Everything from the first line of the records below through the line containing "use tracing::debug;" is to be retyped exactly; leave out the rest.

§ RECORD EXTRACTS:
━━━━
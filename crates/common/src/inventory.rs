//! Device inventory files
//!
//! An inventory is a TOML file of `[[device]]` tables:
//!
//! ```toml
//! [[device]]
//! name = "core-switch"
//! kind = "cisco-switch"
//! target = "10.0.0.5"
//! credential = "cisco-lab"
//! hostname = "sw-01"
//! tags = ["tag:site-a"]
//! ```

use crate::descriptor::DeviceDescriptor;
use crate::{Error, Result};
use serde::{Deserialize, Serialize};
use std::collections::HashMap;
use std::path::Path;
use tracing::debug;

/// Devices to onboard, in file order
#[derive(Debug, Clone, Default, PartialEq, Eq, Serialize, Deserialize)]
pub struct Inventory {
    #[serde(default, rename = "device")]
    pub devices: Vec<DeviceDescriptor>,
}

/// Something wrong with one inventory entry
#[derive(Debug, Clone, PartialEq, Eq, Serialize)]
pub struct InventoryProblem {
    /// Zero-based position in the file
    pub index: usize,
    pub device: String,
    pub message: String,
}

impl std::fmt::Display for InventoryProblem {
    fn fmt(&self, f: &mut std::fmt::Formatter<'_>) -> std::fmt::Result {
        write!(f, "device #{} ({}): {}", self.index + 1, self.device, self.message)
    }
}

impl Inventory {
    pub fn new(devices: Vec<DeviceDescriptor>) -> Self {
        Self { devices }
    }

    /// Parse an inventory without validating its entries
    pub fn parse(content: &str) -> Result<Self> {
        let inventory: Inventory = toml::from_str(content)?;
        Ok(inventory)
    }

    /// Read and parse an inventory file, keeping entries that fail
    /// validation. Onboarding reports those per device instead.
    pub fn read(path: &Path) -> Result<Self> {
        let content = std::fs::read_to_string(path)?;
        let inventory = Self::parse(&content)?;
        debug!("Read {} devices from {}", inventory.devices.len(), path.display());
        Ok(inventory)
    }

    /// Read, parse and validate an inventory file
    pub fn load(path: &Path) -> Result<Self> {
        let inventory = Self::read(path)?;
        inventory.validate()?;
        Ok(inventory)
    }

    pub fn len(&self) -> usize {
        self.devices.len()
    }

    pub fn is_empty(&self) -> bool {
        self.devices.is_empty()
    }

    /// Every problem in the inventory: invalid descriptors and hostnames
    /// requested more than once (compared case-insensitively)
    pub fn problems(&self) -> Vec<InventoryProblem> {
        let mut problems = Vec::new();
        let mut seen: HashMap<String, usize> = HashMap::new();

        for (index, device) in self.devices.iter().enumerate() {
            if let Err(e) = device.validate() {
                problems.push(InventoryProblem {
                    index,
                    device: device.device_id().to_string(),
                    message: e.to_string(),
                });
            }

            if device.hostname.is_empty() {
                continue;
            }
            if let Some(first) = seen.get(&device.hostname.to_ascii_lowercase()) {
                problems.push(InventoryProblem {
                    index,
                    device: device.device_id().to_string(),
                    message: format!(
                        "hostname '{}' is already used by device #{}",
                        device.hostname,
                        first + 1
                    ),
                });
            } else {
                seen.insert(device.hostname.to_ascii_lowercase(), index);
            }
        }
        problems
    }

    /// Fail on the first problem set, listing all of them
    pub fn validate(&self) -> Result<()> {
        if self.devices.is_empty() {
            return Err(Error::InvalidInventory("no [[device]] entries".into()));
        }
        let problems = self.problems();
        if problems.is_empty() {
            return Ok(());
        }
        let listed: Vec<String> = problems.iter().map(ToString::to_string).collect();
        Err(Error::InvalidInventory(listed.join("; ")))
    }
}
━━━━
§ SOLUTION FOR THIS TASK:
filename crates/common/src/inventory.rs
//! Device inventory files
//!
//! An inventory is a TOML file of `[[device]]` tables:
//!
//! ```toml
//! [[device]]
//! name = "core-switch"
//! kind = "cisco-switch"
//! target = "10.0.0.5"
//! credential = "cisco-lab"
//! hostname = "sw-01"
//! tags = ["tag:site-a"]
//! ```

use crate::descriptor::DeviceDescriptor;
use crate::{Error, Result};
use serde::{Deserialize, Serialize};
use std::collections::HashMap;
use std::path::Path;
use tracing::debug;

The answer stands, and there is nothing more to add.